Parthenia A Consort of Viols

6725 47th Avenue
Woodside, NY 11377

Parthenia, hailed by The New Yorker as "one of the brightest lights in New York's early-music scene," is a quartet of viols dedicated to the performance of ancient and contemporary repertoires. Parthenia is presented in concerts across America, and produces its own concert series in New York City, collaborating regularly with the world's foremost early music artists and ensembles, and has been featured on radio and television as well as festivals and series as wide-ranging as Music Before 1800, the Pierpont Morgan Library, Columbia University's Miller Theatre and the Metropolitan Museum of Art in New York, the Yale Center for British Art, the Harriman-Jewell Series in Kansas City, and the Tage Alter Musik Festival in Regensburg, Germany.

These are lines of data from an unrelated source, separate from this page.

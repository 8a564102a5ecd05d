use std::path::PathBuf;
use std::time::Duration;

use serde::{Deserialize, Serialize};

use super::format::WaveFormat;

/// Result produced when a capture session closes its recording.
#[derive(Debug, Clone, PartialEq)]
pub struct RecordingResult {
    pub file_path: PathBuf,
    pub duration: Duration,
    pub data_bytes: u64,
    pub format: WaveFormat,
    pub checksum: String,
    pub metadata: RecordingMetadata,
}

/// Metadata stored alongside a recording.
///
/// Serializable for the JSON sidecar.
#[derive(Debug, Clone, PartialEq, Serialize, Deserialize)]
pub struct RecordingMetadata {
    pub id: String,
    pub duration_secs: f64,
    pub file_path: String,
    pub checksum: String,
    pub created_at: String,
    pub sample_rate: u32,
    pub channels: u16,
    pub bits_per_sample: u16,
    pub format_tag: u16,
    pub data_bytes: u64,
    pub loopback: bool,
}

impl RecordingResult {
    pub fn new(file_path: PathBuf, format: WaveFormat, data_bytes: u64, checksum: String, loopback: bool) -> Self {
        let frames = format.frames_in(data_bytes as usize) as u64;
        let duration = format.duration_of_frames(frames);
        let metadata = RecordingMetadata {
            id: uuid::Uuid::new_v4().to_string(),
            duration_secs: duration.as_secs_f64(),
            file_path: file_path.display().to_string(),
            checksum: checksum.clone(),
            created_at: chrono::Utc::now().to_rfc3339(),
            sample_rate: format.samples_per_sec,
            channels: format.channels,
            bits_per_sample: format.bits_per_sample,
            format_tag: format.tag(),
            data_bytes,
            loopback,
        };
        Self {
            file_path,
            duration,
            data_bytes,
            format,
            checksum,
            metadata,
        }
    }
}
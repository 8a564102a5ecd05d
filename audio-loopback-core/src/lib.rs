//! # audio-loopback-core
//!
//! Platform-agnostic core of an event-driven, shared-mode audio pipeline.
//!
//! Provides the device state machine, capture and render stream workers,
//! a circular buffer bridging capture to render, static sample generators
//! and WAV I/O. Platform backends (Windows WASAPI, the in-process simulator)
//! implement the `AudioBackend` trait and plug into the device wrappers.
//!
//! ## Architecture
//!
//! ```text
//! audio-loopback-core (this crate)
//! ├── traits/       ← AudioBackend, AudioClient, RenderClient, CaptureClient, listeners
//! ├── models/       ← AudioError, DeviceState, WaveFormat, PipelineConfiguration, etc.
//! ├── processing/   ← CircularAudioBuffer, sample codecs, wave and tone generators
//! ├── session/      ← AudioRenderer, AudioCapture, LoopbackManager, command queue, workers
//! ├── storage/      ← WAV reader/writer, recording metadata sidecar
//! └── backend/      ← SimulatedBackend (software clock)
//! ```

pub mod backend;
pub mod models;
pub mod processing;
pub mod session;
pub mod storage;
pub mod traits;

// Re-export key types at crate root for convenience.
pub use backend::SimulatedBackend;
pub use models::audio_models::{AudioEndpoint, AudioTransportType, EndpointFlow, StreamDiagnostics};
pub use models::config::PipelineConfiguration;
pub use models::error::{AudioError, ErrorClass};
pub use models::format::WaveFormat;
pub use models::recording_result::{RecordingMetadata, RecordingResult};
pub use models::state::DeviceState;
pub use processing::circular_buffer::CircularAudioBuffer;
pub use processing::sample_queue::SampleSource;
pub use processing::tone_generator::ToneSampleGenerator;
pub use processing::wave_generator::WaveSampleGenerator;
pub use session::capture::AudioCapture;
pub use session::command_queue::{Command, CommandQueue};
pub use session::device_list::CaptureDeviceList;
pub use session::event::AudioEvent;
pub use session::manager::{LoopbackManager, ManagerStatus};
pub use session::notifier::{DeviceStateNotifier, ListenerToken};
pub use session::render::AudioRenderer;
pub use session::stream::{ActivationHandle, StreamInfo};
pub use storage::wav_reader::WavData;
pub use storage::wav_writer::WaveFileWriter;
pub use traits::audio_client::{AudioClient, CaptureClient, ClientProperties, PacketFlags, RenderClient, StreamCategory};
pub use traits::backend::AudioBackend;
pub use traits::listener::{DeviceListChange, DeviceListListener, DeviceStateChange, DeviceStateListener};
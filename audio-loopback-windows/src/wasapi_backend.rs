//! [`AudioBackend`] over WASAPI.

use parking_lot::Mutex;
use windows::core::w;
use windows::Win32::Media::Audio::IAudioClient;
use windows::Win32::System::Com::{CoDecrementMTAUsage, CoIncrementMTAUsage, CLSCTX_ALL, CO_MTA_USAGE_COOKIE};
use windows::Win32::System::Threading::AvSetMmThreadCharacteristicsW;

use audio_loopback_core::models::audio_models::{AudioEndpoint, EndpointFlow};
use audio_loopback_core::models::error::AudioError;
use audio_loopback_core::traits::audio_client::{CaptureClient, RenderClient};
use audio_loopback_core::traits::backend::AudioBackend;

use crate::device_enumerator::DeviceEnumerator;
use crate::hresult::HresultError;
use crate::wasapi_client::WasapiClient;

/// WASAPI entry point.
///
/// Holds a reference on the process multithreaded apartment for its
/// lifetime, so stream workers and activation threads can make COM calls
/// without initializing COM themselves.
pub struct WasapiBackend {
    enumerator: Mutex<DeviceEnumerator>,
    mta: CO_MTA_USAGE_COOKIE,
}

// SAFETY: the MTA is kept alive for the backend's lifetime and the
// enumerator is only reached through the mutex.
unsafe impl Send for WasapiBackend {}
unsafe impl Sync for WasapiBackend {}

impl WasapiBackend {
    pub fn new() -> Result<Self, AudioError> {
        let mta = unsafe { CoIncrementMTAUsage() }.map_err(|e| HresultError::new(e.code().0, "CoIncrementMTAUsage"))?;
        let enumerator = match DeviceEnumerator::new() {
            Ok(enumerator) => enumerator,
            Err(e) => {
                unsafe {
                    let _ = CoDecrementMTAUsage(mta);
                }
                return Err(e);
            }
        };
        log::info!("WASAPI backend ready");
        Ok(Self {
            enumerator: Mutex::new(enumerator),
            mta,
        })
    }

    fn activate(device: &windows::Win32::Media::Audio::IMMDevice, flow: EndpointFlow) -> Result<WasapiClient, AudioError> {
        let client: IAudioClient = unsafe { device.Activate(CLSCTX_ALL, None) }
            .map_err(|e| HresultError::new(e.code().0, "IMMDevice::Activate(IAudioClient)"))?;
        Ok(WasapiClient::new(client, flow))
    }
}

impl AudioBackend for WasapiBackend {
    fn capture_endpoints(&self) -> Result<Vec<AudioEndpoint>, AudioError> {
        self.enumerator.lock().list_capture_devices()
    }

    fn activate_render(&self) -> Result<Box<dyn RenderClient>, AudioError> {
        let device = self.enumerator.lock().default_render_device()?;
        Ok(Box::new(Self::activate(&device, EndpointFlow::Render)?))
    }

    fn activate_capture(&self, index: usize) -> Result<Box<dyn CaptureClient>, AudioError> {
        let device = self.enumerator.lock().capture_device(index)?;
        Ok(Box::new(Self::activate(&device, EndpointFlow::Capture)?))
    }

    fn promote_current_thread(&self) {
        promote_to_pro_audio();
    }
}

impl Drop for WasapiBackend {
    fn drop(&mut self) {
        unsafe {
            let _ = CoDecrementMTAUsage(self.mta);
        }
    }
}

/// Register the calling thread with MMCSS as "Pro Audio".
///
/// The registration lives until the thread exits. Returns whether it succeeded.
pub(crate) fn promote_to_pro_audio() -> bool {
    let mut task_index: u32 = 0;
    match unsafe { AvSetMmThreadCharacteristicsW(w!("Pro Audio"), &mut task_index) } {
        Ok(_) => true,
        Err(e) => {
            log::warn!("MMCSS registration failed: {}", e);
            false
        }
    }
}
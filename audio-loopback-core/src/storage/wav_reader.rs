use std::fs;
use std::ops::Range;
use std::path::Path;

use crate::models::error::AudioError;
use crate::models::format::{
    WaveFormat, WAVE_FORMAT_ADPCM, WAVE_FORMAT_IEEE_FLOAT, WAVE_FORMAT_PCM, WAVE_FORMAT_WMAUDIO2, WAVE_FORMAT_WMAUDIO3,
    WAVE_FORMAT_XMA2,
};

use super::wav_header::{decode_format, read_u16, read_u32, CHUNK_HEADER_SIZE};

/// `smpl` chunk: fixed fields before the loop table.
const SAMPLER_HEADER_SIZE: usize = 36;
const SAMPLER_LOOP_SIZE: usize = 24;
/// `wsmp` chunk loop record.
const DLS_LOOP_SIZE: usize = 16;
const LOOP_TYPE_FORWARD: u32 = 0;

/// A wave file loaded into memory.
#[derive(Debug, Clone, PartialEq)]
pub struct WavData {
    pub format: WaveFormat,
    bytes: Vec<u8>,
    audio: Range<usize>,
    /// First looped sample, 0 when the file has no loop.
    pub loop_start: u32,
    /// Looped sample count, 0 when the file has no loop.
    pub loop_length: u32,
    /// xWMA (`dpds`) or XMA2 (`seek`) packet table, in host byte order.
    pub seek: Vec<u32>,
    /// ADPCM `wSamplesPerBlock`.
    pub samples_per_block: Option<u16>,
    /// XMA2 `SamplesEncoded`.
    pub samples_encoded: Option<u32>,
}

impl WavData {
    pub fn from_file(path: &Path) -> Result<Self, AudioError> {
        let bytes = fs::read(path).map_err(|e| AudioError::storage(&format!("failed to read {}", path.display()), e))?;
        Self::parse(bytes)
    }

    /// Parse a RIFF `WAVE` (or `XWMA`) image.
    pub fn parse(bytes: Vec<u8>) -> Result<Self, AudioError> {
        if bytes.len() < 12 || &bytes[0..4] != b"RIFF" {
            return Err(AudioError::InvalidWaveData("missing RIFF header".into()));
        }
        let form = &bytes[8..12];
        let is_xwma = form == b"XWMA";
        if form != b"WAVE" && !is_xwma {
            return Err(AudioError::InvalidWaveData("RIFF form type is not WAVE".into()));
        }

        let riff_end = (CHUNK_HEADER_SIZE + read_u32(&bytes, 4) as usize).min(bytes.len());
        let mut format = None;
        let mut audio = None;
        let mut loop_start = 0;
        let mut loop_length = 0;
        let mut seek = Vec::new();
        let mut samples_per_block = None;
        let mut samples_encoded = None;

        let mut pos = 12;
        while pos + CHUNK_HEADER_SIZE <= riff_end {
            let id = &bytes[pos..pos + 4];
            let size = read_u32(&bytes, pos + 4) as usize;
            let start = pos + CHUNK_HEADER_SIZE;
            let end = start
                .checked_add(size)
                .filter(|&end| end <= riff_end)
                .ok_or_else(|| {
                    AudioError::InvalidWaveData(format!("chunk `{}` overruns the file", String::from_utf8_lossy(id)))
                })?;
            let body = &bytes[start..end];

            match id {
                b"fmt " => {
                    let fmt = decode_format(body)?;
                    match fmt.tag() {
                        WAVE_FORMAT_ADPCM if body.len() >= 20 => samples_per_block = Some(read_u16(body, 18)),
                        WAVE_FORMAT_XMA2 if body.len() >= 28 => samples_encoded = Some(read_u32(body, 24)),
                        _ => {}
                    }
                    format = Some(fmt);
                }
                b"data" => audio = Some(start..end),
                b"smpl" if body.len() >= SAMPLER_HEADER_SIZE + SAMPLER_LOOP_SIZE => {
                    let loops = read_u32(body, 28);
                    let first = &body[SAMPLER_HEADER_SIZE..];
                    if loops > 0 && read_u32(first, 4) == LOOP_TYPE_FORWARD {
                        let loop_begin = read_u32(first, 8);
                        let loop_end = read_u32(first, 12);
                        loop_start = loop_begin;
                        // The sampler loop end is inclusive.
                        loop_length = loop_end
                            .saturating_sub(loop_begin)
                            .checked_add(1)
                            .ok_or_else(|| {
                                AudioError::InvalidWaveData(format!(
                                    "sampler loop {}..={} is longer than the format allows",
                                    loop_begin, loop_end
                                ))
                            })?;
                    }
                }
                b"wsmp" if body.len() >= 20 => {
                    let header = read_u32(body, 0) as usize;
                    let loops = read_u32(body, 16);
                    if loops > 0 && body.len() >= header + DLS_LOOP_SIZE {
                        let first = &body[header..];
                        if read_u32(first, 4) == LOOP_TYPE_FORWARD {
                            loop_start = read_u32(first, 8);
                            loop_length = read_u32(first, 12);
                        }
                    }
                }
                b"dpds" => seek = body.chunks_exact(4).map(|b| u32::from_le_bytes([b[0], b[1], b[2], b[3]])).collect(),
                b"seek" => seek = body.chunks_exact(4).map(|b| u32::from_be_bytes([b[0], b[1], b[2], b[3]])).collect(),
                _ => {}
            }

            pos = end + (size & 1);
        }

        let format = format.ok_or_else(|| AudioError::InvalidWaveData("missing fmt chunk".into()))?;
        let audio = audio.ok_or_else(|| AudioError::InvalidWaveData("missing data chunk".into()))?;

        let data = Self {
            format,
            bytes,
            audio,
            loop_start,
            loop_length,
            seek,
            samples_per_block,
            samples_encoded,
        };
        data.validate(is_xwma)?;
        Ok(data)
    }

    fn validate(&self, is_xwma: bool) -> Result<(), AudioError> {
        let format = &self.format;
        if format.channels == 0 || format.samples_per_sec == 0 || format.block_align == 0 {
            return Err(AudioError::InvalidWaveData("format has zero channels, rate or alignment".into()));
        }

        match format.tag() {
            WAVE_FORMAT_PCM | WAVE_FORMAT_IEEE_FLOAT => {
                let valid_bits = if format.tag() == WAVE_FORMAT_PCM {
                    matches!(format.bits_per_sample, 8 | 16 | 24 | 32)
                } else {
                    matches!(format.bits_per_sample, 32 | 64)
                };
                if !valid_bits {
                    return Err(AudioError::UnsupportedFormat(format!(
                        "{} bits per sample",
                        format.bits_per_sample
                    )));
                }
                if format.block_align as usize != format.channels as usize * format.sample_bytes() {
                    return Err(AudioError::InvalidWaveData("block alignment does not match channels".into()));
                }
            }
            WAVE_FORMAT_ADPCM => {
                if self.samples_per_block.unwrap_or(0) == 0 {
                    return Err(AudioError::InvalidWaveData("ADPCM format without samples per block".into()));
                }
            }
            WAVE_FORMAT_WMAUDIO2 | WAVE_FORMAT_WMAUDIO3 => {
                if !is_xwma || self.seek.is_empty() {
                    return Err(AudioError::InvalidWaveData("xWMA data requires an XWMA form and dpds table".into()));
                }
            }
            WAVE_FORMAT_XMA2 => {
                if self.samples_encoded.is_none() {
                    return Err(AudioError::InvalidWaveData("truncated XMA2 format".into()));
                }
            }
            tag => {
                return Err(AudioError::UnsupportedFormat(format!("format tag 0x{:04X}", tag)));
            }
        }
        Ok(())
    }

    /// The raw contents of the `data` chunk.
    pub fn audio(&self) -> &[u8] {
        &self.bytes[self.audio.clone()]
    }

    pub fn audio_bytes(&self) -> u32 {
        self.audio.len() as u32
    }

    /// Length of the audio in samples per channel.
    pub fn sample_duration(&self) -> u64 {
        let format = &self.format;
        let channels = format.channels as u64;
        if channels == 0 {
            return 0;
        }
        let audio_bytes = self.audio_bytes() as u64;

        match format.tag() {
            WAVE_FORMAT_ADPCM => {
                let block_align = format.block_align as u64;
                let per_block = self.samples_per_block.unwrap_or(0) as u64;
                let mut duration = audio_bytes / block_align * per_block;
                let partial = audio_bytes % block_align;
                if partial > 0 && partial >= 7 * channels {
                    duration += partial * 2 / channels - 12;
                }
                duration
            }
            WAVE_FORMAT_WMAUDIO2 | WAVE_FORMAT_WMAUDIO3 => {
                self.seek.last().map_or(0, |&last| last as u64 / (2 * channels))
            }
            WAVE_FORMAT_XMA2 => self.samples_encoded.unwrap_or(0) as u64,
            _ if format.bits_per_sample > 0 => audio_bytes * 8 / (format.bits_per_sample as u64 * channels),
            _ => 0,
        }
    }

    pub fn sample_duration_ms(&self) -> u64 {
        if self.format.samples_per_sec == 0 {
            return 0;
        }
        self.sample_duration() * 1000 / self.format.samples_per_sec as u64
    }
}
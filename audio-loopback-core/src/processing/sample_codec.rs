//! Conversion between interleaved device/file frames and normalized `f32` samples.

use crate::models::error::AudioError;
use crate::models::format::{WaveFormat, WAVE_FORMAT_IEEE_FLOAT, WAVE_FORMAT_PCM};

/// Per-sample encoding of an uncompressed format.
#[derive(Debug, Clone, Copy, PartialEq, Eq)]
pub enum SampleEncoding {
    Unsigned8,
    Signed16,
    Signed24,
    Signed32,
    Float32,
}

impl SampleEncoding {
    pub fn of(format: &WaveFormat) -> Result<Self, AudioError> {
        match (format.tag(), format.bits_per_sample) {
            (WAVE_FORMAT_PCM, 8) => Ok(Self::Unsigned8),
            (WAVE_FORMAT_PCM, 16) => Ok(Self::Signed16),
            (WAVE_FORMAT_PCM, 24) => Ok(Self::Signed24),
            (WAVE_FORMAT_PCM, 32) => Ok(Self::Signed32),
            (WAVE_FORMAT_IEEE_FLOAT, 32) => Ok(Self::Float32),
            (tag, bits) => Err(AudioError::UnsupportedFormat(format!(
                "format tag 0x{:04X} with {} bits per sample",
                tag, bits
            ))),
        }
    }

    pub fn bytes(self) -> usize {
        match self {
            Self::Unsigned8 => 1,
            Self::Signed16 => 2,
            Self::Signed24 => 3,
            Self::Signed32 | Self::Float32 => 4,
        }
    }

    fn decode(self, b: &[u8]) -> f32 {
        match self {
            Self::Unsigned8 => (b[0] as f32 - 128.0) / 128.0,
            Self::Signed16 => i16::from_le_bytes([b[0], b[1]]) as f32 / 32768.0,
            // Widen to 32 bits, replicating the top byte into the low byte.
            Self::Signed24 => i32::from_le_bytes([b[2], b[0], b[1], b[2]]) as f32 / 2_147_483_648.0,
            Self::Signed32 => i32::from_le_bytes([b[0], b[1], b[2], b[3]]) as f32 / 2_147_483_648.0,
            Self::Float32 => f32::from_le_bytes([b[0], b[1], b[2], b[3]]),
        }
    }

    fn encode(self, sample: f32, out: &mut [u8]) {
        let clamped = sample.clamp(-1.0, 1.0);
        match self {
            Self::Unsigned8 => out[0] = (clamped * 127.0 + 128.0) as u8,
            Self::Signed16 => out.copy_from_slice(&((clamped * i16::MAX as f32) as i16).to_le_bytes()),
            Self::Signed24 => {
                let value = (clamped as f64 * 8_388_607.0) as i32;
                out.copy_from_slice(&value.to_le_bytes()[..3]);
            }
            Self::Signed32 => {
                let value = (clamped as f64 * i32::MAX as f64) as i32;
                out.copy_from_slice(&value.to_le_bytes());
            }
            Self::Float32 => out.copy_from_slice(&sample.to_le_bytes()),
        }
    }
}

/// Reads whole frames from an interleaved byte stream as `f32`.
///
/// Past the end of the data every frame reads as silence.
pub struct SampleReader<'a> {
    data: &'a [u8],
    position: usize,
    channels: usize,
    encoding: SampleEncoding,
}

impl<'a> SampleReader<'a> {
    pub fn new(data: &'a [u8], format: &WaveFormat) -> Result<Self, AudioError> {
        let encoding = SampleEncoding::of(format)?;
        if format.channels == 0 {
            return Err(AudioError::UnsupportedFormat("zero channels".into()));
        }
        Ok(Self {
            data,
            position: 0,
            channels: format.channels as usize,
            encoding,
        })
    }

    fn frame_bytes(&self) -> usize {
        self.channels * self.encoding.bytes()
    }

    pub fn frames_remaining(&self) -> usize {
        (self.data.len() - self.position) / self.frame_bytes()
    }

    pub fn is_eof(&self) -> bool {
        self.frames_remaining() == 0
    }

    /// Decode the next frame into `out`.
    ///
    /// Channels beyond `out.len()` are skipped and slots beyond the frame's
    /// channel count are zeroed. Returns the number of channels decoded.
    pub fn read_frame(&mut self, out: &mut [f32]) -> usize {
        out.fill(0.0);
        if self.is_eof() {
            return 0;
        }

        let width = self.encoding.bytes();
        let frame = &self.data[self.position..self.position + self.frame_bytes()];
        let decoded = self.channels.min(out.len());
        for (slot, sample) in out.iter_mut().zip(frame.chunks_exact(width)).take(decoded) {
            *slot = self.encoding.decode(sample);
        }
        self.position += self.frame_bytes();
        decoded
    }
}

/// Writes `f32` frames into an interleaved byte buffer.
pub struct SampleWriter<'a> {
    buffer: &'a mut [u8],
    position: usize,
    channels: usize,
    encoding: SampleEncoding,
}

impl<'a> SampleWriter<'a> {
    pub fn new(buffer: &'a mut [u8], format: &WaveFormat) -> Result<Self, AudioError> {
        let encoding = SampleEncoding::of(format)?;
        if format.channels == 0 {
            return Err(AudioError::UnsupportedFormat("zero channels".into()));
        }
        Ok(Self {
            buffer,
            position: 0,
            channels: format.channels as usize,
            encoding,
        })
    }

    /// Bytes written so far.
    pub fn position(&self) -> usize {
        self.position
    }

    pub fn is_full(&self) -> bool {
        self.buffer.len() - self.position < self.channels * self.encoding.bytes()
    }

    /// Encode one frame; missing channels are written as silence.
    ///
    /// Returns `false` without writing when the buffer has no room left.
    pub fn write_frame(&mut self, frame: &[f32]) -> bool {
        if self.is_full() {
            return false;
        }
        let width = self.encoding.bytes();
        for channel in 0..self.channels {
            let sample = frame.get(channel).copied().unwrap_or(0.0);
            let start = self.position + channel * width;
            self.encoding.encode(sample, &mut self.buffer[start..start + width]);
        }
        self.position += self.channels * width;
        true
    }
}

#[cfg(test)]
mod tests {
    use approx::assert_relative_eq;

    use super::*;

    #[test]
    fn pcm16_decodes_to_unit_range() {
        let format = WaveFormat::pcm(44100, 2, 16);
        let data: Vec<u8> = [i16::MIN, i16::MAX, 0, 16384].iter().flat_map(|s| s.to_le_bytes()).collect();
        let mut reader = SampleReader::new(&data, &format).unwrap();

        let mut frame = [0.0f32; 2];
        assert_eq!(reader.read_frame(&mut frame), 2);
        assert_relative_eq!(frame[0], -1.0);
        assert_relative_eq!(frame[1], 32767.0 / 32768.0);

        reader.read_frame(&mut frame);
        assert_relative_eq!(frame[0], 0.0);
        assert_relative_eq!(frame[1], 0.5);
        assert!(reader.is_eof());
    }

    #[test]
    fn pcm24_replicates_top_byte() {
        let format = WaveFormat::pcm(48000, 1, 24);
        // 0x400000 = half scale
        let data = [0x00, 0x00, 0x40];
        let mut reader = SampleReader::new(&data, &format).unwrap();
        let mut frame = [0.0f32; 1];
        reader.read_frame(&mut frame);
        assert_relative_eq!(frame[0], 0.5, epsilon = 1e-6);
    }

    #[test]
    fn reads_silence_after_eof() {
        let format = WaveFormat::ieee_float(48000, 1);
        let data = 0.75f32.to_le_bytes();
        let mut reader = SampleReader::new(&data, &format).unwrap();

        let mut frame = [0.0f32; 1];
        reader.read_frame(&mut frame);
        assert_relative_eq!(frame[0], 0.75);

        frame[0] = 9.0;
        assert_eq!(reader.read_frame(&mut frame), 0);
        assert_eq!(frame[0], 0.0);
    }

    #[test]
    fn writer_zero_fills_missing_channels() {
        let format = WaveFormat::ieee_float(48000, 3);
        let mut buf = vec![0xFFu8; 12];
        let mut writer = SampleWriter::new(&mut buf, &format).unwrap();
        assert!(writer.write_frame(&[0.25]));
        assert!(writer.is_full());
        assert!(!writer.write_frame(&[0.5]));

        let samples: Vec<f32> = buf.chunks_exact(4).map(|b| f32::from_le_bytes([b[0], b[1], b[2], b[3]])).collect();
        assert_eq!(samples, vec![0.25, 0.0, 0.0]);
    }

    #[test]
    fn pcm_encodings_scale_by_max() {
        let mut buf = [0u8; 2];
        SampleWriter::new(&mut buf, &WaveFormat::pcm(8000, 1, 16)).unwrap().write_frame(&[1.0]);
        assert_eq!(i16::from_le_bytes(buf), i16::MAX);

        let mut buf = [0u8; 4];
        SampleWriter::new(&mut buf, &WaveFormat::pcm(8000, 1, 32)).unwrap().write_frame(&[-2.0]);
        assert_eq!(i32::from_le_bytes(buf), -i32::MAX);
    }

    #[test]
    fn rejects_compressed_formats() {
        let mut format = WaveFormat::pcm(44100, 2, 4);
        format.format_tag = crate::models::format::WAVE_FORMAT_ADPCM;
        assert!(matches!(SampleEncoding::of(&format), Err(AudioError::UnsupportedFormat(_))));
    }
}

Parthenia's unique variety of performances range from its popular touring program, "When Music & Sweet Poetry Agree," a celebration of Elizabethan poetry and music with actor Paul Hecht and mezzo-soprano Jacqueline Horner-Kwiatek of Anonymous 4, to the complete viol fantasies of Henry Purcell and complete instrumental works of Robert Parsons, as well as commissions and premieres of many new works by composers such as Phil Kline, Richard Einhorn, Brian Fennelly, Will Ayton, Max Lifchitz, Kristin Norderval, David Glaser, and Frances White. The ensemble was featured along with frequent collaborators, the renaissance wind band Piffaro, in the Philadelphia premiere of the comic opera The Loathly Lady, by librettist Wendy Steiner and composer Paul Richards, based on Chaucer's Wife of Bath's Tale. Parthenia is in residence at Corpus Christi Church in New York, and is the Beatrice Diener Early Music Ensemble-in-Residence at Stern College for Women of Yeshiva University in New York.

About the Viol:
The viol, or viola da gamba, is a family of stringed instruments celebrated in European music from the Renaissance to the Enlightenment. Today on both sides of the Atlantic, soloists as well as viol groups-known as "consorts"-have rediscovered the lost repertoire and ethereal beauty of this early instrument. The viol was first known as the "bowed guitar" (vihuela da arco), a joint descendent of the medieval fiddle and the 15th-century Spanish guitar. Unlike its cousin, the arm-supported violin (viola da braccio), the viol is held upright on the leg (gamba) or between the legs; its bow is gripped underhand; and its body is made of bent or molded wood. These characteristics lend a distinctive lightness and resonance to viol sound that have inspired a wave of new works by 21st-century composers and a growing enthusiasm on the part of international audiences.